Para emprendedores

El ajo como condimento...para la salud

Actualidad
Nuestro país cuenta con la materia prima (mas de 12 variedades de ajos que se adaptan a distintos condiciones agroclimáticas y destinos), y la tecnología innovadora, para ampliar la oferta.

Argentina produce, en números redondos, 130.000 toneladas de bulbos de ajo de las cuales algo mas de 60.000 toneladas las destina a la exportación para consumo directo, lo que le da el título de segundo exportador mundial.

Unas 30.000 toneladas se destinan a consumo interno; 13.000 toneladas a semilla y 5.000 toneladas se destinan anualmente a la industrialización tradicional.

De esta simple cuenta surge que unas 22.000 toneladas "se quedan en el camino" por no encontrar un destino apropiado. Buena parte de este volumen se pierde por falta de conservación pos cosecha. La ausencia de industrias que le den mayor valor agregado al remanente de las empresas empacadoras / exportadoras, transforma este sub producto en descarte que, con el paso del tiempo, es inservible.
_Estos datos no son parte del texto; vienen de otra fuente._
use chrono::{DateTime, Utc};
use first20_core::models::Timer;
use serde::{Deserialize, Serialize};

use crate::timer::TimerEvent;

#[derive(Debug, Clone, Serialize, Deserialize)]
#[serde(tag = "category", rename_all = "snake_case")]
pub enum RuntimeEvent {
    Timer(TimerEvent),
    Collection(CollectionEvent),
    Session(SessionEvent),
}

#[derive(Debug, Clone, Serialize, Deserialize)]
pub struct CollectionEvent {
    pub event_type: CollectionEventType,
    #[serde(skip_serializing_if = "Option::is_none")]
    pub user_id: Option<String>,
    pub timestamp: DateTime<Utc>,
}

#[derive(Debug, Clone, Serialize, Deserialize, PartialEq)]
#[serde(tag = "type", rename_all = "snake_case")]
pub enum CollectionEventType {
    Loaded { count: usize },
    Added { timer: Timer },
    Updated { timer: Timer },
    Removed { timer_id: String },
    Failed { message: String },
    Cleared,
}

impl CollectionEvent {
    pub fn new(event_type: CollectionEventType, user_id: Option<String>) -> Self {
        Self {
            event_type,
            user_id,
            timestamp: Utc::now(),
        }
    }

    pub fn loaded(user_id: String, count: usize) -> Self {
        Self::new(CollectionEventType::Loaded { count }, Some(user_id))
    }

    pub fn added(user_id: String, timer: Timer) -> Self {
        Self::new(CollectionEventType::Added { timer }, Some(user_id))
    }

    pub fn updated(user_id: String, timer: Timer) -> Self {
        Self::new(CollectionEventType::Updated { timer }, Some(user_id))
    }

    pub fn removed(user_id: String, timer_id: String) -> Self {
        Self::new(CollectionEventType::Removed { timer_id }, Some(user_id))
    }

    pub fn failed(user_id: Option<String>, message: String) -> Self {
        Self::new(CollectionEventType::Failed { message }, user_id)
    }

    pub fn cleared() -> Self {
        Self::new(CollectionEventType::Cleared, None)
    }
}

#[derive(Debug, Clone, Serialize, Deserialize)]
pub struct SessionEvent {
    pub event_type: SessionEventType,
    pub timestamp: DateTime<Utc>,
}

#[derive(Debug, Clone, Serialize, Deserialize, PartialEq)]
#[serde(tag = "type", rename_all = "snake_case")]
pub enum SessionEventType {
    SignedIn { user_id: String },
    SignedOut,
    /// Profile was missing and has been recreated from sign-up data
    ProfileRepaired { user_id: String },
    /// Signed in, but no profile could be loaded or recreated
    ProfileUnavailable { user_id: String, message: String },
}

impl SessionEvent {
    pub fn new(event_type: SessionEventType) -> Self {
        Self {
            event_type,
            timestamp: Utc::now(),
        }
    }

    pub fn signed_in(user_id: String) -> Self {
        Self::new(SessionEventType::SignedIn { user_id })
    }

    pub fn signed_out() -> Self {
        Self::new(SessionEventType::SignedOut)
    }
}
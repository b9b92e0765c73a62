//! First 20 Hours runtime
//!
//! Session handling, the per-user timer collection, and the countdown
//! engines, exposed as a library so the binary and the tests share them.

pub mod collection;
pub mod config;
pub mod event_manager;
pub mod events;
pub mod runtime;
pub mod session;
pub mod timer;

pub use collection::{CollectionError, TimerCollection};
pub use config::{ConfigManager, ConfigManagerError};
pub use event_manager::EventManager;
pub use events::{CollectionEvent, CollectionEventType, RuntimeEvent, SessionEvent, SessionEventType};
pub use runtime::Runtime;
pub use session::{SessionError, SessionManager};
pub use timer::{
    CountdownEngine, CountdownManager, CountdownManagerError, CountdownSnapshot, EngineError,
    TimerEvent, TimerEventType,
};
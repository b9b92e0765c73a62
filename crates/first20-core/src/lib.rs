pub mod error;
pub mod models;
pub mod storage;

pub use error::{Error, Result};
//! Central event management and broadcasting

use tokio::sync::broadcast;

use crate::events::{CollectionEvent, RuntimeEvent, SessionEvent};
use crate::timer::TimerEvent;

/// Fan-out of every runtime event to any number of subscribers
pub struct EventManager {
    event_tx: broadcast::Sender<RuntimeEvent>,
}

impl EventManager {
    /// Create a new event manager with a broadcast channel
    pub fn new() -> Self {
        let (event_tx, _) = broadcast::channel(1000);
        Self { event_tx }
    }

    pub fn subscribe(&self) -> broadcast::Receiver<RuntimeEvent> {
        self.event_tx.subscribe()
    }

    pub fn emit_timer(&self, event: TimerEvent) {
        let _ = self.event_tx.send(RuntimeEvent::Timer(event));
    }

    pub fn emit_collection(&self, event: CollectionEvent) {
        tracing::debug!("Broadcasting collection event: {:?}", event.event_type);
        let _ = self.event_tx.send(RuntimeEvent::Collection(event));
    }

    pub fn emit_session(&self, event: SessionEvent) {
        tracing::info!("Broadcasting session event: {:?}", event.event_type);
        let subscriber_count = self.event_tx.receiver_count();
        if let Err(e) = self.event_tx.send(RuntimeEvent::Session(event)) {
            tracing::warn!(
                "Session event dropped, {} subscribers: {:?}",
                subscriber_count,
                e
            );
        }
    }
}

impl Default for EventManager {
    fn default() -> Self {
        Self::new()
    }
}

#[cfg(test)]
mod tests {
    use super::*;

    #[test]
    fn test_event_manager_creation() {
        let manager = EventManager::new();
        let _receiver = manager.subscribe();
    }

    #[tokio::test]
    async fn test_multiple_subscribers() {
        let manager = EventManager::new();
        let mut receiver1 = manager.subscribe();
        let mut receiver2 = manager.subscribe();

        manager.emit_session(SessionEvent::signed_in("user1".to_string()));

        let received1 = receiver1.recv().await.unwrap();
        let received2 = receiver2.recv().await.unwrap();

        assert!(matches!(received1, RuntimeEvent::Session(_)));
        assert!(matches!(received2, RuntimeEvent::Session(_)));
    }

    #[tokio::test]
    async fn test_emit_without_subscribers_is_harmless() {
        let manager = EventManager::new();
        manager.emit_collection(CollectionEvent::cleared());
        manager.emit_timer(TimerEvent::tick("t1".to_string(), 5));

        let mut receiver = manager.subscribe();
        manager.emit_collection(CollectionEvent::cleared());
        assert!(matches!(
            receiver.recv().await.unwrap(),
            RuntimeEvent::Collection(_)
        ));
    }
}
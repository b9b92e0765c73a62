//! Wires the managers together
//!
//! The session manager decides who is signed in, the timer collection follows
//! the session, and the countdown manager follows the collection. All of it
//! is driven by one task reading the shared event bus.

use std::sync::Arc;
use tokio::sync::broadcast::{self, error::RecvError};
use tokio::sync::Mutex;
use tokio::task::JoinHandle;

use first20_core::models::{Config, User};
use first20_core::storage::RemoteStore;

use crate::collection::TimerCollection;
use crate::event_manager::EventManager;
use crate::events::{CollectionEventType, RuntimeEvent, SessionEventType};
use crate::session::{SessionError, SessionManager};
use crate::timer::CountdownManager;

pub struct Runtime<S: RemoteStore> {
    store: Arc<S>,
    event_manager: Arc<EventManager>,
    session: SessionManager<S>,
    collection: TimerCollection<S>,
    countdowns: CountdownManager<S>,
    dispatcher: Mutex<Option<JoinHandle<()>>>,
}

impl<S: RemoteStore> Runtime<S> {
    pub fn new(store: Arc<S>, config: &Config) -> Self {
        let event_manager = Arc::new(EventManager::new());
        let session = SessionManager::new(store.clone(), event_manager.clone());
        let collection = TimerCollection::new(store.clone(), event_manager.clone());
        let countdowns = CountdownManager::new(
            collection.clone(),
            event_manager.clone(),
            config.countdown.tick_interval(),
        );

        Self {
            store,
            event_manager,
            session,
            collection,
            countdowns,
            dispatcher: Mutex::new(None),
        }
    }

    pub fn store(&self) -> &Arc<S> {
        &self.store
    }

    pub fn session(&self) -> &SessionManager<S> {
        &self.session
    }

    pub fn collection(&self) -> &TimerCollection<S> {
        &self.collection
    }

    pub fn countdowns(&self) -> &CountdownManager<S> {
        &self.countdowns
    }

    pub fn subscribe(&self) -> broadcast::Receiver<RuntimeEvent> {
        self.event_manager.subscribe()
    }

    /// Start following events and restore any session the backend holds.
    ///
    /// A restored session with no usable profile is reported as an error but
    /// stays active; the collection still loads for it.
    pub async fn start(&self) -> Result<Option<User>, SessionError> {
        let events = self.event_manager.subscribe();
        let handle = self.spawn_dispatcher(events);
        if let Some(previous) = self.dispatcher.lock().await.replace(handle) {
            previous.abort();
        }

        self.session.watch_auth_changes().await;
        tracing::info!("Runtime started");

        self.session.restore().await
    }

    pub async fn shutdown(&self) {
        self.session.stop_watching().await;
        if let Some(handle) = self.dispatcher.lock().await.take() {
            handle.abort();
        }

        self.countdowns.unmount_all().await;
        self.collection.detach().await;
        tracing::info!("Runtime stopped");
    }

    fn spawn_dispatcher(&self, mut events: broadcast::Receiver<RuntimeEvent>) -> JoinHandle<()> {
        let collection = self.collection.clone();
        let countdowns = self.countdowns.clone();

        tokio::spawn(async move {
            loop {
                match events.recv().await {
                    Ok(RuntimeEvent::Session(event)) => match event.event_type {
                        SessionEventType::SignedIn { user_id } => {
                            if collection.user_id().await.as_deref() == Some(user_id.as_str()) {
                                continue;
                            }
                            countdowns.unmount_all().await;
                            if let Err(e) = collection.attach(&user_id).await {
                                tracing::warn!("Timer collection attached with errors: {}", e);
                            }
                        }
                        SessionEventType::SignedOut => {
                            countdowns.unmount_all().await;
                            collection.detach().await;
                        }
                        _ => {}
                    },
                    Ok(RuntimeEvent::Collection(event)) => match event.event_type {
                        CollectionEventType::Loaded { .. }
                        | CollectionEventType::Added { .. }
                        | CollectionEventType::Removed { .. }
                        | CollectionEventType::Cleared => {
                            countdowns.reconcile(&collection.list().await).await;
                        }
                        _ => {}
                    },
                    Ok(RuntimeEvent::Timer(_)) => {}
                    Err(RecvError::Lagged(skipped)) => {
                        tracing::warn!("Runtime lagged by {} events, reconciling", skipped);
                        countdowns.reconcile(&collection.list().await).await;
                    }
                    Err(RecvError::Closed) => break,
                }
            }
        })
    }
}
El Proyecto AJO del INTA, con sede en la estación Experimental La Consulta (Mendoza), que cuenta con el concurso de varias Universidades Nacionales y privadas, estudia permanentemente la aptitud de nuevas variedades para diversos usos en la industria (ver recuadro), ya sea en presentaciones de uso tradicional (ajo pelado en distintas presentaciones, pasta, picado, deshidratado), como nuevos productos innovadores.

Entre las nuevas presentaciones pueden citarse la obtención de fitofármacos (medicamentos a base de vegetales), alimentos funcionales (alimentos que además de nutrir manifiestan efectos benéficos para la salud) y diversas aplicaciones gastronómicas (subproductos que persiguen un fin tecnológico, como aumentar la vida útil de los alimentos (por ejemplo efectos conservantes, antioxidantes naturales, etc.) .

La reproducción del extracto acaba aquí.